Imaginez une île. Une grande île, au milieu d’un océan paradisiaque, où il fait toujours beau et où la mer est à 25° en permanence, été comme hiver. Un lieu parfait pour les vacances, où les gens sont souriants et accueillants.

Cette île est divisée en deux.

À l’ouest, un pays en cours de développement, tourné vers le tourisme, la drogue et la prostitution.

À l’est, un pays pauvre, à flanc de montagnes, où l’on trouve des cassaves et des chèvres.

 

Comme tout un chacun, les gens de l’est ont besoin d’énergie, principalement pour faire cuire leur nourriture. Comme ils sont pauvres, mais que la terre est riche, pendant longtemps ils ont utilisé le charbon de bois. Les forêts tropicales étaient abondantes et luxuriantes. Le bois était de qualité. D’ailleurs les colonialistes blancs, venus d’outre-mer, l’ont bien compris, eux qui ont pillé le pays pendant des siècles.

Mais la population a augmenté au fil du temps, et avec elle les besoins en charbon de bois. Mais la ressource n’a pas été gérée. Le capital que la Providence avait si généreusement offert aux habitants partit en fumée. Les forêts disparurent, la terre fut mise à nu.

 

Battus par les vents, les ouragans, les cyclones et les pluies diluviennes, les montages s’érodent inexorablement. Les terres arables s’écoulent en coulées de boue vers la mer. Ces coulées de boue ravagent les champs, les villages, et, malheureusement trop souvent, tuent les habitants.

Et le charbon de bois, lui aussi, est venu à manquer.

Dans le nord de l’île, là où les pirates boucanaient et cuisinaient de la soupe de tortue, certains villageois, pris à la gorge par l’incapacité à disposer de charbon de bois pour la cuisine, prennent des risques énormes pour garantir leur approvisionnement.

De simples agriculteurs, ils se font marins, histoire de traverser les bras de mer, larges de plusieurs kilomètres, si ce n’est plus, qui les séparent de petites îles où les arbres poussent encore.

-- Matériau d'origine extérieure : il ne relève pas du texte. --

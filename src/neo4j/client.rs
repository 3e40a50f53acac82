//! Neo4j client for the shared building graph

use super::models::*;
use crate::cypher::Statement;
use crate::Neo4jSettings;
use anyhow::{anyhow, Context, Result};
use chrono::{DateTime, SecondsFormat, Utc};
use neo4rs::{query, ConfigBuilder, Graph, Query};
use std::future::Future;
use std::sync::Arc;
use std::time::Duration;

/// Client for Neo4j operations
pub struct Neo4jClient {
    graph: Arc<Graph>,
    query_timeout: Duration,
}

fn ts(t: &DateTime<Utc>) -> String {
    t.to_rfc3339_opts(SecondsFormat::Millis, true)
}

fn parse_ts(s: &str) -> Result<DateTime<Utc>> {
    Ok(DateTime::parse_from_rfc3339(s)
        .with_context(|| format!("invalid timestamp '{}'", s))?
        .with_timezone(&Utc))
}

impl Neo4jClient {
    /// Connect and make sure the schema exists
    pub async fn new(settings: &Neo4jSettings) -> Result<Self> {
        let config = ConfigBuilder::default()
            .uri(settings.uri.as_str())
            .user(settings.user.as_str())
            .password(settings.password.as_str())
            .max_connections(settings.max_connections)
            .fetch_size(settings.fetch_size)
            .build()
            .context("Invalid Neo4j configuration")?;

        let graph = Graph::connect(config)
            .await
            .context("Failed to connect to Neo4j")?;

        let client = Self {
            graph: Arc::new(graph),
            query_timeout: settings.query_timeout,
        };

        client.init_schema().await?;

        Ok(client)
    }

    /// Initialize the graph schema with constraints and indexes
    async fn init_schema(&self) -> Result<()> {
        let constraints = vec![
            // Natural keys: one node per key across every session
            "CREATE CONSTRAINT building_name IF NOT EXISTS FOR (b:Building) REQUIRE b.name IS UNIQUE",
            "CREATE CONSTRAINT level_name IF NOT EXISTS FOR (l:Level) REQUIRE l.name IS UNIQUE",
            "CREATE CONSTRAINT room_uid IF NOT EXISTS FOR (r:Room) REQUIRE r.uid IS UNIQUE",
            "CREATE CONSTRAINT wall_uid IF NOT EXISTS FOR (w:Wall) REQUIRE w.uid IS UNIQUE",
            "CREATE CONSTRAINT door_uid IF NOT EXISTS FOR (d:Door) REQUIRE d.uid IS UNIQUE",
            "CREATE CONSTRAINT stair_uid IF NOT EXISTS FOR (s:Stair) REQUIRE s.uid IS UNIQUE",
            "CREATE CONSTRAINT pipe_uid IF NOT EXISTS FOR (p:Pipe) REQUIRE p.uid IS UNIQUE",
            "CREATE CONSTRAINT prov_space_uid IF NOT EXISTS FOR (p:ProvisionalSpace) REQUIRE p.uid IS UNIQUE",
            // Sync bookkeeping
            "CREATE CONSTRAINT change_log_id IF NOT EXISTS FOR (c:ChangeLog) REQUIRE c.id IS UNIQUE",
            "CREATE CONSTRAINT session_id IF NOT EXISTS FOR (s:Session) REQUIRE s.sessionId IS UNIQUE",
        ];

        let indexes = vec![
            "CREATE INDEX change_log_session IF NOT EXISTS FOR (c:ChangeLog) ON (c.sessionId, c.acknowledged)",
            "CREATE INDEX change_log_seq IF NOT EXISTS FOR (c:ChangeLog) ON (c.seq)",
            "CREATE INDEX change_log_timestamp IF NOT EXISTS FOR (c:ChangeLog) ON (c.timestamp)",
            "CREATE INDEX session_last_seen IF NOT EXISTS FOR (s:Session) ON (s.lastSeen)",
            "CREATE INDEX room_element IF NOT EXISTS FOR (r:Room) ON (r.elementId)",
            "CREATE INDEX wall_element IF NOT EXISTS FOR (w:Wall) ON (w.elementId)",
            "CREATE INDEX door_element IF NOT EXISTS FOR (d:Door) ON (d.elementId)",
            "CREATE INDEX stair_element IF NOT EXISTS FOR (s:Stair) ON (s.elementId)",
            "CREATE INDEX pipe_element IF NOT EXISTS FOR (p:Pipe) ON (p.elementId)",
            "CREATE INDEX prov_space_element IF NOT EXISTS FOR (p:ProvisionalSpace) ON (p.elementId)",
        ];

        for constraint in constraints {
            if let Err(e) = self.graph.run(query(constraint)).await {
                tracing::warn!("Constraint may already exist: {}", e);
            }
        }

        for index in indexes {
            if let Err(e) = self.graph.run(query(index)).await {
                tracing::warn!("Index may already exist: {}", e);
            }
        }

        Ok(())
    }

    /// Bound any graph call by the configured query timeout
    async fn bounded<T, F>(&self, what: &str, fut: F) -> Result<T>
    where
        F: Future<Output = Result<T>>,
    {
        match tokio::time::timeout(self.query_timeout, fut).await {
            Ok(res) => res,
            Err(_) => Err(anyhow!(
                "{} timed out after {:?}",
                what,
                self.query_timeout
            )),
        }
    }

    /// Execute a parameterized Cypher query (internal use only)
    pub(crate) async fn execute_with_params(&self, q: Query) -> Result<Vec<neo4rs::Row>> {
        self.bounded("query", async {
            let mut result = self.graph.execute(q).await?;
            let mut rows = Vec::new();
            while let Some(row) = result.next().await? {
                rows.push(row);
            }
            Ok(rows)
        })
        .await
    }

    /// Run a write-only query, discarding results
    async fn run(&self, what: &str, q: Query) -> Result<()> {
        self.bounded(what, async {
            self.graph.run(q).await?;
            Ok(())
        })
        .await
    }

    // ========================================================================
    // Building graph
    // ========================================================================

    /// Execute a generated statement
    pub async fn execute_statement(&self, statement: &Statement) -> Result<()> {
        let cypher = statement.to_cypher();
        self.run("statement", query(&cypher)).await
    }

    // ========================================================================
    // Session registry
    // ========================================================================

    /// Register or refresh a session. A re-created node resumes `changeSeq`
    /// above every entry still logged for it, so seq never goes backwards.
    pub async fn register_session(&self, session_id: &str) -> Result<()> {
        let q = query(
            r#"
            MERGE (s:Session {sessionId: $id})
            ON CREATE SET s.startedAt = datetime($now), s.changeSeq = 0
            SET s.lastSeen = datetime($now)
            WITH s
            OPTIONAL MATCH (c:ChangeLog {sessionId: $id})
            WITH s, max(c.seq) AS logged
            SET s.changeSeq = CASE
                WHEN logged IS NOT NULL AND logged > coalesce(s.changeSeq, 0) THEN logged
                ELSE coalesce(s.changeSeq, 0)
            END
            "#,
        )
        .param("id", session_id)
        .param("now", ts(&Utc::now()));

        self.run("register session", q)
            .await
            .with_context(|| format!("Failed to register session {}", session_id))
    }

    pub async fn touch_session(&self, session_id: &str) -> Result<()> {
        let q = query("MATCH (s:Session {sessionId: $id}) SET s.lastSeen = datetime($now)")
            .param("id", session_id)
            .param("now", ts(&Utc::now()));
        self.run("session heartbeat", q).await
    }

    pub async fn remove_session(&self, session_id: &str) -> Result<()> {
        let q = query("MATCH (s:Session {sessionId: $id}) DETACH DELETE s").param("id", session_id);
        self.run("remove session", q).await
    }

    pub async fn list_active_sessions(
        &self,
        active_since: DateTime<Utc>,
    ) -> Result<Vec<SessionNode>> {
        let q = query(
            r#"
            MATCH (s:Session)
            WHERE s.lastSeen >= datetime($since)
            RETURN s.sessionId AS sessionId,
                   toString(s.startedAt) AS startedAt,
                   toString(s.lastSeen) AS lastSeen
            ORDER BY s.sessionId
            "#,
        )
        .param("since", ts(&active_since));

        let rows = self.execute_with_params(q).await?;
        let mut sessions = Vec::with_capacity(rows.len());
        for row in rows {
            sessions.push(SessionNode {
                session_id: row.get("sessionId")?,
                started_at: parse_ts(&row.get::<String>("startedAt")?)?,
                last_seen: parse_ts(&row.get::<String>("lastSeen")?)?,
            });
        }
        Ok(sessions)
    }

    // ========================================================================
    // ChangeLog
    // ========================================================================

    /// Create an entry; the sequence number is taken from the target session
    /// node in the same transaction, so entries for a vanished session fail.
    pub async fn create_change_log(&self, entry: &ChangeLogEntry) -> Result<i64> {
        let q = query(
            r#"
            MATCH (s:Session {sessionId: $session_id})
            SET s.changeSeq = coalesce(s.changeSeq, 0) + 1
            CREATE (c:ChangeLog {
                id: $id,
                targetElementId: $target,
                operation: $operation,
                sessionId: $session_id,
                sourceSessionId: $source,
                acknowledged: false,
                timestamp: datetime($timestamp),
                seq: s.changeSeq
            })
            RETURN c.seq AS seq
            "#,
        )
        .param("id", entry.id.to_string())
        .param("target", entry.target_element_id)
        .param("operation", entry.operation.to_string())
        .param("session_id", entry.session_id.as_str())
        .param("source", entry.source_session_id.as_str())
        .param("timestamp", ts(&entry.timestamp));

        let rows = self.execute_with_params(q).await?;
        let row = rows
            .into_iter()
            .next()
            .ok_or_else(|| anyhow!("session {} is not registered", entry.session_id))?;
        Ok(row.get("seq")?)
    }

    fn probe_from_row(row: Option<&neo4rs::Row>) -> Result<ChangeProbe> {
        let Some(row) = row else {
            return Ok(ChangeProbe::default());
        };
        let count: i64 = row.get("changeCount")?;
        let max_seq: i64 = row.get("maxSeq")?;
        Ok(ChangeProbe {
            count: count.max(0) as u64,
            max_seq: (max_seq >= 0).then_some(max_seq),
        })
    }

    pub async fn count_recent_unacknowledged(
        &self,
        session_id: &str,
        since: DateTime<Utc>,
    ) -> Result<ChangeProbe> {
        let q = query(
            r#"
            MATCH (c:ChangeLog)
            WHERE c.sessionId = $s AND c.acknowledged = false
              AND c.timestamp > datetime($threshold)
            RETURN count(c) AS changeCount, coalesce(max(c.seq), -1) AS maxSeq
            "#,
        )
        .param("s", session_id)
        .param("threshold", ts(&since));

        let rows = self.execute_with_params(q).await?;
        Self::probe_from_row(rows.first())
    }

    pub async fn probe_unacknowledged_after(
        &self,
        session_id: &str,
        after_seq: i64,
    ) -> Result<ChangeProbe> {
        let q = query(
            r#"
            MATCH (c:ChangeLog)
            WHERE c.sessionId = $s AND c.acknowledged = false AND c.seq > $after
            RETURN count(c) AS changeCount, coalesce(max(c.seq), -1) AS maxSeq
            "#,
        )
        .param("s", session_id)
        .param("after", after_seq);

        let rows = self.execute_with_params(q).await?;
        Self::probe_from_row(rows.first())
    }

    pub async fn list_unacknowledged(&self, session_id: &str) -> Result<Vec<ChangeLogEntry>> {
        let q = query(
            r#"
            MATCH (c:ChangeLog)
            WHERE c.sessionId = $s AND c.acknowledged = false
            RETURN c.id AS id, c.targetElementId AS target, c.operation AS operation,
                   c.sessionId AS sessionId, c.sourceSessionId AS source,
                   toString(c.timestamp) AS timestamp, c.seq AS seq
            ORDER BY c.seq
            "#,
        )
        .param("s", session_id);

        let rows = self.execute_with_params(q).await?;
        let mut entries = Vec::with_capacity(rows.len());
        for row in rows {
            let operation: String = row.get("operation")?;
            entries.push(ChangeLogEntry {
                id: row.get::<String>("id")?.parse()?,
                target_element_id: row.get("target")?,
                operation: operation.parse().map_err(|e: String| anyhow!(e))?,
                session_id: row.get("sessionId")?,
                source_session_id: row.get::<String>("source").unwrap_or_default(),
                acknowledged: false,
                timestamp: parse_ts(&row.get::<String>("timestamp")?)?,
                seq: row.get::<i64>("seq").ok(),
            });
        }
        Ok(entries)
    }

    pub async fn acknowledge_change_logs(
        &self,
        session_id: &str,
        up_to_seq: Option<i64>,
    ) -> Result<u64> {
        let q = match up_to_seq {
            Some(seq) => query(
                r#"
                MATCH (c:ChangeLog)
                WHERE c.sessionId = $s AND c.acknowledged = false AND c.seq <= $seq
                SET c.acknowledged = true
                RETURN count(c) AS n
                "#,
            )
            .param("s", session_id)
            .param("seq", seq),
            None => query(
                r#"
                MATCH (c:ChangeLog)
                WHERE c.sessionId = $s AND c.acknowledged = false
                SET c.acknowledged = true
                RETURN count(c) AS n
                "#,
            )
            .param("s", session_id),
        };

        let rows = self.execute_with_params(q).await?;
        let n: i64 = match rows.first() {
            Some(row) => row.get("n")?,
            None => 0,
        };
        Ok(n.max(0) as u64)
    }

    pub async fn purge_acknowledged(&self, older_than: DateTime<Utc>) -> Result<u64> {
        let q = query(
            r#"
            MATCH (c:ChangeLog)
            WHERE c.acknowledged = true AND c.timestamp < datetime($before)
            WITH c LIMIT 10000
            DETACH DELETE c
            RETURN count(*) AS n
            "#,
        )
        .param("before", ts(&older_than));

        let rows = self.execute_with_params(q).await?;
        let n: i64 = match rows.first() {
            Some(row) => row.get("n")?,
            None => 0,
        };
        Ok(n.max(0) as u64)
    }
}
//! BIM Graph Sync
//!
//! Keeps a shared Neo4j representation of a building model consistent across
//! concurrent editing sessions:
//! - Idempotent, natural-key upserts generated from typed entities
//! - A FIFO command queue drained by a single dispatcher
//! - Bounding-box derived relationships kept in step on both sides
//! - Per-session ChangeLog entries fanned out to every other live session
//! - A polling listener that raises pull requests, with feedback suppression

pub mod building;
pub mod cypher;
pub mod diagnostics;
pub mod events;
pub mod neo4j;
pub mod queue;
pub mod spatial;
pub mod sync;

use anyhow::{bail, Result};
use building::EntityKind;
use diagnostics::DiagnosticLog;
use events::EventBus;
use neo4j::GraphStore;
use queue::{CommandQueue, QueueReceiver};
use serde::Deserialize;
use std::fmt;
use std::path::{Path, PathBuf};
use std::str::FromStr;
use std::sync::Arc;
use std::time::Duration;

// ============================================================================
// YAML config structs (deserialization targets)
// ============================================================================

/// Top-level YAML configuration file structure
#[derive(Debug, Clone, Deserialize, Default)]
#[serde(default)]
pub struct YamlConfig {
    pub neo4j: Neo4jYamlConfig,
    pub sync: SyncYamlConfig,
    pub diagnostics: DiagnosticsYamlConfig,
}

/// Neo4j configuration section
#[derive(Debug, Clone, Deserialize)]
#[serde(default)]
pub struct Neo4jYamlConfig {
    pub uri: String,
    pub user: String,
    pub password: String,
    pub max_connections: usize,
    pub fetch_size: usize,
    pub query_timeout_ms: u64,
}

impl Default for Neo4jYamlConfig {
    fn default() -> Self {
        Self {
            uri: "bolt://localhost:7687".into(),
            user: "neo4j".into(),
            password: "neo4j".into(),
            max_connections: 16,
            fetch_size: 200,
            query_timeout_ms: 15_000,
        }
    }
}

/// How the listener decides that new changes are waiting
#[derive(Debug, Clone, Copy, PartialEq, Eq, Deserialize)]
#[serde(rename_all = "snake_case")]
pub enum DetectionMode {
    /// Unacknowledged entries with a sequence number above the last one signalled
    Cursor,
    /// Unacknowledged entries created within the recency window
    RecencyWindow,
}

impl FromStr for DetectionMode {
    type Err = String;

    fn from_str(s: &str) -> std::result::Result<Self, Self::Err> {
        match s.trim().to_ascii_lowercase().replace('-', "_").as_str() {
            "cursor" => Ok(DetectionMode::Cursor),
            "recency_window" | "recency" => Ok(DetectionMode::RecencyWindow),
            other => Err(format!("unknown detection mode '{}'", other)),
        }
    }
}

impl fmt::Display for DetectionMode {
    fn fmt(&self, f: &mut fmt::Formatter<'_>) -> fmt::Result {
        match self {
            DetectionMode::Cursor => write!(f, "cursor"),
            DetectionMode::RecencyWindow => write!(f, "recency_window"),
        }
    }
}

/// Sync configuration section
#[derive(Debug, Clone, Deserialize)]
#[serde(default)]
pub struct SyncYamlConfig {
    pub session_id: Option<String>,
    pub poll_interval_ms: u64,
    pub recency_window_ms: u64,
    pub detection: DetectionMode,
    pub propagation_timeout_ms: u64,
    pub dispose_grace_ms: u64,
    pub drain_timeout_ms: u64,
    pub session_ttl_secs: u64,
    pub heartbeat_interval_secs: u64,
    /// Kinds whose local mutations are not written back while a pull runs
    pub suppressed_kinds: Vec<EntityKind>,
}

impl Default for SyncYamlConfig {
    fn default() -> Self {
        Self {
            session_id: None,
            poll_interval_ms: 1_000,
            recency_window_ms: 2_000,
            detection: DetectionMode::Cursor,
            propagation_timeout_ms: 10_000,
            dispose_grace_ms: 2_000,
            drain_timeout_ms: 10_000,
            session_ttl_secs: 300,
            heartbeat_interval_secs: 30,
            suppressed_kinds: vec![
                EntityKind::Door,
                EntityKind::ProvisionalSpace,
                EntityKind::Pipe,
            ],
        }
    }
}

/// Diagnostics configuration section
#[derive(Debug, Clone, Deserialize)]
#[serde(default)]
pub struct DiagnosticsYamlConfig {
    /// Directory receiving `crash.log`
    pub dir: String,
}

impl Default for DiagnosticsYamlConfig {
    fn default() -> Self {
        Self {
            dir: ".bim-sync".into(),
        }
    }
}

// ============================================================================
// Runtime config (what the application actually uses)
// ============================================================================

#[derive(Debug, Clone)]
pub struct Neo4jSettings {
    pub uri: String,
    pub user: String,
    pub password: String,
    pub max_connections: usize,
    pub fetch_size: usize,
    pub query_timeout: Duration,
}

/// Timing and behavior of the sync core
#[derive(Debug, Clone)]
pub struct SyncSettings {
    pub poll_interval: Duration,
    pub recency_window: Duration,
    pub detection: DetectionMode,
    pub propagation_timeout: Duration,
    pub dispose_grace: Duration,
    pub drain_timeout: Duration,
    pub session_ttl: Duration,
    pub heartbeat_interval: Duration,
    pub suppressed_kinds: Vec<EntityKind>,
}

impl From<&SyncYamlConfig> for SyncSettings {
    fn from(y: &SyncYamlConfig) -> Self {
        Self {
            poll_interval: Duration::from_millis(y.poll_interval_ms),
            recency_window: Duration::from_millis(y.recency_window_ms),
            detection: y.detection,
            propagation_timeout: Duration::from_millis(y.propagation_timeout_ms),
            dispose_grace: Duration::from_millis(y.dispose_grace_ms),
            drain_timeout: Duration::from_millis(y.drain_timeout_ms),
            session_ttl: Duration::from_secs(y.session_ttl_secs),
            heartbeat_interval: Duration::from_secs(y.heartbeat_interval_secs),
            suppressed_kinds: y.suppressed_kinds.clone(),
        }
    }
}

impl Default for SyncSettings {
    fn default() -> Self {
        Self::from(&SyncYamlConfig::default())
    }
}

/// Application configuration
#[derive(Debug, Clone)]
pub struct Config {
    pub neo4j: Neo4jSettings,
    /// Identity of this editing session; required to run the sync core
    pub session_id: Option<String>,
    pub sync: SyncSettings,
    pub diagnostics_dir: PathBuf,
}

fn env_parse<T: FromStr>(var: &str) -> Option<T> {
    let raw = std::env::var(var).ok()?;
    match raw.parse() {
        Ok(v) => Some(v),
        Err(_) => {
            tracing::warn!("Ignoring invalid {}={:?}", var, raw);
            None
        }
    }
}

impl Config {
    /// Load configuration from environment variables only.
    /// Equivalent to from_yaml_and_env(None).
    pub fn from_env() -> Result<Self> {
        Self::from_yaml_and_env(None)
    }

    /// Load configuration from an optional YAML file, then override with env vars.
    ///
    /// Priority: env var > YAML > default
    ///
    /// If `yaml_path` is None, tries "config.yaml" in CWD. If the file doesn't
    /// exist, falls back to pure env var / defaults.
    pub fn from_yaml_and_env(yaml_path: Option<&Path>) -> Result<Self> {
        // 1. Load YAML config (or defaults if file not found)
        let yaml = Self::load_yaml(yaml_path);

        // 2. Build Config with env var overrides
        let mut sync = SyncSettings::from(&yaml.sync);
        if let Some(ms) = env_parse::<u64>("SYNC_POLL_INTERVAL_MS") {
            sync.poll_interval = Duration::from_millis(ms);
        }
        if let Some(mode) = env_parse::<DetectionMode>("SYNC_DETECTION") {
            sync.detection = mode;
        }
        if sync.poll_interval.is_zero() {
            bail!("poll interval must be greater than zero");
        }

        Ok(Self {
            neo4j: Neo4jSettings {
                uri: std::env::var("NEO4J_URI").unwrap_or(yaml.neo4j.uri),
                user: std::env::var("NEO4J_USER").unwrap_or(yaml.neo4j.user),
                password: std::env::var("NEO4J_PASSWORD").unwrap_or(yaml.neo4j.password),
                max_connections: env_parse("NEO4J_MAX_CONNECTIONS")
                    .unwrap_or(yaml.neo4j.max_connections),
                fetch_size: yaml.neo4j.fetch_size,
                query_timeout: Duration::from_millis(yaml.neo4j.query_timeout_ms),
            },
            session_id: std::env::var("SYNC_SESSION_ID")
                .ok()
                .or(yaml.sync.session_id)
                .filter(|s| !s.trim().is_empty()),
            sync,
            diagnostics_dir: PathBuf::from(
                std::env::var("DIAGNOSTICS_DIR").unwrap_or(yaml.diagnostics.dir),
            ),
        })
    }

    /// Try to load and parse a YAML config file. Returns defaults on any failure.
    fn load_yaml(yaml_path: Option<&Path>) -> YamlConfig {
        let default_path = Path::new("config.yaml");
        let path = yaml_path.unwrap_or(default_path);

        match std::fs::read_to_string(path) {
            Ok(contents) => match serde_yaml::from_str(&contents) {
                Ok(config) => {
                    tracing::info!("Loaded config from {}", path.display());
                    config
                }
                Err(e) => {
                    tracing::warn!("Failed to parse {}: {}. Using defaults.", path.display(), e);
                    YamlConfig::default()
                }
            },
            Err(_) => {
                tracing::debug!(
                    "No config file at {}, using env vars / defaults",
                    path.display()
                );
                YamlConfig::default()
            }
        }
    }
}

// ============================================================================
// Sync context
// ============================================================================

/// Everything a session's sync components share. Passed explicitly; there
/// is no process-wide state.
#[derive(Clone)]
pub struct SyncContext {
    pub session_id: String,
    pub store: Arc<dyn GraphStore>,
    pub queue: CommandQueue,
    pub events: EventBus,
    pub diagnostics: Arc<DiagnosticLog>,
    pub settings: SyncSettings,
}

impl SyncContext {
    /// Build a context around an existing store. The receiver goes to the dispatcher.
    pub fn new(
        session_id: impl Into<String>,
        store: Arc<dyn GraphStore>,
        settings: SyncSettings,
        diagnostics: Arc<DiagnosticLog>,
    ) -> (Self, QueueReceiver) {
        let (queue, receiver) = CommandQueue::new();
        (
            Self {
                session_id: session_id.into(),
                store,
                queue,
                events: EventBus::default(),
                diagnostics,
                settings,
            },
            receiver,
        )
    }

    /// Connect to Neo4j and build the context for the configured session
    pub async fn connect(config: &Config) -> Result<(Self, QueueReceiver)> {
        let Some(session_id) = config.session_id.clone() else {
            bail!("no session id configured (set SYNC_SESSION_ID or sync.session_id)");
        };
        let store = Arc::new(neo4j::Neo4jClient::new(&config.neo4j).await?);
        let diagnostics = Arc::new(DiagnosticLog::new(&config.diagnostics_dir));
        Ok(Self::new(session_id, store, config.sync.clone(), diagnostics))
    }
}

// ============================================================================
// Tests
// ============================================================================
//! Sync event types

use chrono::{DateTime, Utc};
use serde::{Deserialize, Serialize};

/// Events raised by the sync core for the host application
///
/// Must be Clone for `tokio::sync::broadcast`.
#[derive(Debug, Clone, PartialEq, Serialize, Deserialize)]
#[serde(tag = "type", rename_all = "snake_case")]
pub enum SyncEvent {
    /// Other sessions wrote changes addressed to `session_id`; the host
    /// should pull and then acknowledge
    PullRequested {
        session_id: String,
        change_count: u64,
        detected_at: DateTime<Utc>,
    },
}

impl SyncEvent {
    pub fn pull_requested(session_id: impl Into<String>, change_count: u64) -> Self {
        SyncEvent::PullRequested {
            session_id: session_id.into(),
            change_count,
            detected_at: Utc::now(),
        }
    }

    pub fn session_id(&self) -> &str {
        match self {
            SyncEvent::PullRequested { session_id, .. } => session_id,
        }
    }
}

/// Anything that can publish sync events
pub trait EventEmitter: Send + Sync {
    fn emit(&self, event: SyncEvent);
}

Hélas, ce ne sont que de simples agriculteurs, pas des marins, ni même des pêcheurs. Au moindre coup de vents, leurs frêles esquifs chavirent, et les marins de fortune se noient.

 

Pour remédier à ces problèmes, et essayer de sauver des vies, la Chambre d’agriculture a lancé un programme de plantation d’arbres. Les agriculteurs ne furent pas durs à convaincre. Ils participèrent activement au projet. Pragmatiques, ils comprirent vite l’intérêt pour eux de ces plantations.

Mais les premières tentatives furent des échecs !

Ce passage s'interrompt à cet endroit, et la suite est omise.